**Work instruction:** All of the entries are to be returned word for word.

**Data listing:**

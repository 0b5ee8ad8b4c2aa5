use serde::Deserialize;
use serde_json::Value;

/// Free-text or code field. The API is inconsistent about sending codes as
/// strings or numbers, so both are accepted; surrounding whitespace is
/// dropped.
#[derive(Debug, Default, Clone, PartialEq, Eq)]
pub(crate) struct TextModel(pub String);

impl TextModel {
    pub(crate) fn from_raw(raw: &str) -> Self {
        Self(raw.trim().to_string())
    }

    /// `None` for absent or blank fields.
    pub(crate) fn non_empty(self) -> Option<String> {
        if self.0.is_empty() {
            None
        } else {
            Some(self.0)
        }
    }
}

impl<'de> Deserialize<'de> for TextModel {
    fn deserialize<D>(deserializer: D) -> Result<TextModel, D::Error>
    where
        D: serde::Deserializer<'de>,
    {
        Ok(match Value::deserialize(deserializer)? {
            Value::String(s) => Self::from_raw(&s),
            Value::Number(n) => Self(n.to_string()),
            Value::Bool(b) => Self(b.to_string()),
            _ => Self::default(),
        })
    }
}

impl Into<String> for TextModel {
    fn into(self) -> String {
        self.0
    }
}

**Answer box:**
repository 0b5ee8ad8b4c2aa5
use serde::Deserialize;
use serde_json::Value;

/// Free-text or code field. The API is inconsistent about sending codes as
/// strings or numbers, so both are accepted; surrounding whitespace is
/// dropped.
#[derive(Debug, Default, Clone, PartialEq, Eq)]
pub(crate) struct TextModel(pub String);

impl TextModel {
    pub(crate) fn from_raw(raw: &str) -> Self {
        Self(raw.trim().to_string())
    }

    /// `None` for absent or blank fields.
    pub(crate) fn non_empty(self) -> Option<String> {
        if self.0.is_empty() {
            None
        } else {
            Some(self.0)
        }
    }
}

impl<'de> Deserialize<'de> for TextModel {
    fn deserialize<D>(deserializer: D) -> Result<TextModel, D::Error>
    where
        D: serde::Deserializer<'de>,
    {
        Ok(match Value::deserialize(deserializer)? {
            Value::String(s) => Self::from_raw(&s),
            Value::Number(n) => Self(n.to_string()),
            Value::Bool(b) => Self(b.to_string()),
            _ => Self::default(),
        })
    }
}

impl Into<String> for TextModel {
    fn into(self) -> String {
        self.0
    }
}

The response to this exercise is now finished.